[TO DO]: Among the entries below, find each line holding "MissingText" and return it.

[Saved entries]
....................

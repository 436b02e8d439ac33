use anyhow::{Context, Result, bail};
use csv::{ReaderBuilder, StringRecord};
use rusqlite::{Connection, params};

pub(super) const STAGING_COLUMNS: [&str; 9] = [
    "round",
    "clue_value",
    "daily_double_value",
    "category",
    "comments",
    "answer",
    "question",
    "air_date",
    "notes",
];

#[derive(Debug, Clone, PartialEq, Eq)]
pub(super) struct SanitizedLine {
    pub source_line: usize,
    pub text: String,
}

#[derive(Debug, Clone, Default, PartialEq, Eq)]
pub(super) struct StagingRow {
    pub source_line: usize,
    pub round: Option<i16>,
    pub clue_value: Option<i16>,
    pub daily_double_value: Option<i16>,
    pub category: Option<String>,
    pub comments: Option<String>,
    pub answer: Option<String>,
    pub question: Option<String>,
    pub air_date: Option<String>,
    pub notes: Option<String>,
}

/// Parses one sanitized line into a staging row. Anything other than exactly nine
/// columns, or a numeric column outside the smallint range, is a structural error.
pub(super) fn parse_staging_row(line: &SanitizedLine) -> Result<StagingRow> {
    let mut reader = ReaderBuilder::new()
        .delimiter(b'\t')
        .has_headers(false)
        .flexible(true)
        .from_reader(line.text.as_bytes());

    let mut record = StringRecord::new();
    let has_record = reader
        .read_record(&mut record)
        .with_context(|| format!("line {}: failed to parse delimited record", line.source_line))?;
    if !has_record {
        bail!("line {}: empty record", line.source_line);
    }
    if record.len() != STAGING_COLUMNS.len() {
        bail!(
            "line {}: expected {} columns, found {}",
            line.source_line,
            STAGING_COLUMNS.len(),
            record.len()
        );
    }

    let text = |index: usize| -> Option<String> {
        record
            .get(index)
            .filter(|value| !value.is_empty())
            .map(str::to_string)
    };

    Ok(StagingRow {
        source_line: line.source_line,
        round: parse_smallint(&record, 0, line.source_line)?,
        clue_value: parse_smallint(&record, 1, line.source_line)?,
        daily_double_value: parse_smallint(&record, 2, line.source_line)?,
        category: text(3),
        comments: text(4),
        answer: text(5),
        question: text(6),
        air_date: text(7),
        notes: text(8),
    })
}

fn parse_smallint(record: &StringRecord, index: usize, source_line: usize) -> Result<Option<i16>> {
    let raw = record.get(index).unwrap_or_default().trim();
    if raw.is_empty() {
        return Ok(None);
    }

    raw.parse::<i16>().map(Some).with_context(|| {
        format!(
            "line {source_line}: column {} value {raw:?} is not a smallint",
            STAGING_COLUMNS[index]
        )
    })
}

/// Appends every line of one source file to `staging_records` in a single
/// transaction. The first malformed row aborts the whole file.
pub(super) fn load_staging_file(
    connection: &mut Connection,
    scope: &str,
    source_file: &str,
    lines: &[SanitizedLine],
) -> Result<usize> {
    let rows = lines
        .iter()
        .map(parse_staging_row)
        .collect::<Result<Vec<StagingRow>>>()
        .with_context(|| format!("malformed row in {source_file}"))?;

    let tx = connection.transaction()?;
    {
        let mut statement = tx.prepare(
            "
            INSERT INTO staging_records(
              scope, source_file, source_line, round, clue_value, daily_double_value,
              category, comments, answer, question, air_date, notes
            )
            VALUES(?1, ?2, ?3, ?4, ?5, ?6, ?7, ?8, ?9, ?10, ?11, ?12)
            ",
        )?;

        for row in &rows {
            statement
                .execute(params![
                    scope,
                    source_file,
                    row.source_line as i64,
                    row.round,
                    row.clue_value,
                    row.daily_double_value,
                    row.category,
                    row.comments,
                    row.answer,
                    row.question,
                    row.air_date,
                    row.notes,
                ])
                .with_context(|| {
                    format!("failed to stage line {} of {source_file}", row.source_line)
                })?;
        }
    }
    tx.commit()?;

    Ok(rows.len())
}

....................

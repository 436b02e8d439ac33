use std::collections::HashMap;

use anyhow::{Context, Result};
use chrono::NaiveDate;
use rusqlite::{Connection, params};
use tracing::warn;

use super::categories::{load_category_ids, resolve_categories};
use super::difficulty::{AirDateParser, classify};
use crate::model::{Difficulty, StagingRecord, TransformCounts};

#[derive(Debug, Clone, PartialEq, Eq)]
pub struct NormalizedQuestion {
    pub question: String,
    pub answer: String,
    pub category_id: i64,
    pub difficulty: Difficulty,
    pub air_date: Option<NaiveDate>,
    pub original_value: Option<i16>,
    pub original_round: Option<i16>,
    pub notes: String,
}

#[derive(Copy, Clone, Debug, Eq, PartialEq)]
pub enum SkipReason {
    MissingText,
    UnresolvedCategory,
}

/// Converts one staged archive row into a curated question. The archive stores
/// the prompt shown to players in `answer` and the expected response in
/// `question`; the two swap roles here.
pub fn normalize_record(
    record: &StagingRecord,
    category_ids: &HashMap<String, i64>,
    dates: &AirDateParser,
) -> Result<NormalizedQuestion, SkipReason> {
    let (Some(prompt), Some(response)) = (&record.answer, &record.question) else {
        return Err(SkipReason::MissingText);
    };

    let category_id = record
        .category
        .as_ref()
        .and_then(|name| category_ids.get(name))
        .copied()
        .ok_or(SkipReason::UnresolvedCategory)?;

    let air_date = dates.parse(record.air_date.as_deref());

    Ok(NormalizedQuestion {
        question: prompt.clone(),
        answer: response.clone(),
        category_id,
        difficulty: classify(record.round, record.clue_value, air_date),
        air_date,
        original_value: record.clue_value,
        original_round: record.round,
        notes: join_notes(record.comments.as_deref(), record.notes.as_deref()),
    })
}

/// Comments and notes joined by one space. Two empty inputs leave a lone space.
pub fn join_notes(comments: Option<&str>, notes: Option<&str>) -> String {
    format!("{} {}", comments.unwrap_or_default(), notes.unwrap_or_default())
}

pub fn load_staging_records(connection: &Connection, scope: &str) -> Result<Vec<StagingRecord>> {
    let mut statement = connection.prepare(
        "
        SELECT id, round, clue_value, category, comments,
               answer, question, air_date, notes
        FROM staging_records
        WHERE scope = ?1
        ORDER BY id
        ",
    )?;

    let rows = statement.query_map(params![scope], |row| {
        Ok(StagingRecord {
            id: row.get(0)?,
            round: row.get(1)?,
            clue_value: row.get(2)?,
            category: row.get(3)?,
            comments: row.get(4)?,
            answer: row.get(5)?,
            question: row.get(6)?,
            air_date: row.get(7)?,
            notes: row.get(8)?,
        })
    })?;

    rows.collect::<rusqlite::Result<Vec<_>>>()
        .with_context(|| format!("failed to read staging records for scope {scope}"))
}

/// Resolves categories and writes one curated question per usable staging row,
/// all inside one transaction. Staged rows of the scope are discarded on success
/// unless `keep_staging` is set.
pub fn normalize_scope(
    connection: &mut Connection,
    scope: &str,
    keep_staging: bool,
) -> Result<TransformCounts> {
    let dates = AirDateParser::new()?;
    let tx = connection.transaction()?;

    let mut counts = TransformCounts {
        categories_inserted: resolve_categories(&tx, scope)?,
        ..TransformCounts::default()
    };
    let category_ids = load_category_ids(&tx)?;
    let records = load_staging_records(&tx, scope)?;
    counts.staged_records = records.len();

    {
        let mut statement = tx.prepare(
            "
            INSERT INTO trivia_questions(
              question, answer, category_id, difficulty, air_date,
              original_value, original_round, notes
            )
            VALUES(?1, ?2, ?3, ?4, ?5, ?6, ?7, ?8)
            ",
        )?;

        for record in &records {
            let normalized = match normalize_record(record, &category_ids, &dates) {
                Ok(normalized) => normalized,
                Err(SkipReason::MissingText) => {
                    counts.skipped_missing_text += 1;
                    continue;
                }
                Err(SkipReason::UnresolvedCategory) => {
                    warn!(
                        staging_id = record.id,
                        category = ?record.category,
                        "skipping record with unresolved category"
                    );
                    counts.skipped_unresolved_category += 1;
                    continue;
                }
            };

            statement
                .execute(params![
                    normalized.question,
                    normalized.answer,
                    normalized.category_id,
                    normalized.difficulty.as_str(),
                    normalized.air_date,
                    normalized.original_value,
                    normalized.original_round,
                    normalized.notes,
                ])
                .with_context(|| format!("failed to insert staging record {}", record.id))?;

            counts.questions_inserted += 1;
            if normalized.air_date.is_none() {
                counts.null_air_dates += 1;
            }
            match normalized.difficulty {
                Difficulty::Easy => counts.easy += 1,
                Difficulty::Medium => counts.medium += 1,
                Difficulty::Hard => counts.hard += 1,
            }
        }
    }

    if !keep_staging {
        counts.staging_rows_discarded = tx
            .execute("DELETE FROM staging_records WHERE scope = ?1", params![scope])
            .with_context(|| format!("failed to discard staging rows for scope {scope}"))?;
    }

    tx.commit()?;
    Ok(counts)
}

....................

[YOUR SOLUTION]:
    MissingText,
        return Err(SkipReason::MissingText);
                Err(SkipReason::MissingText) => {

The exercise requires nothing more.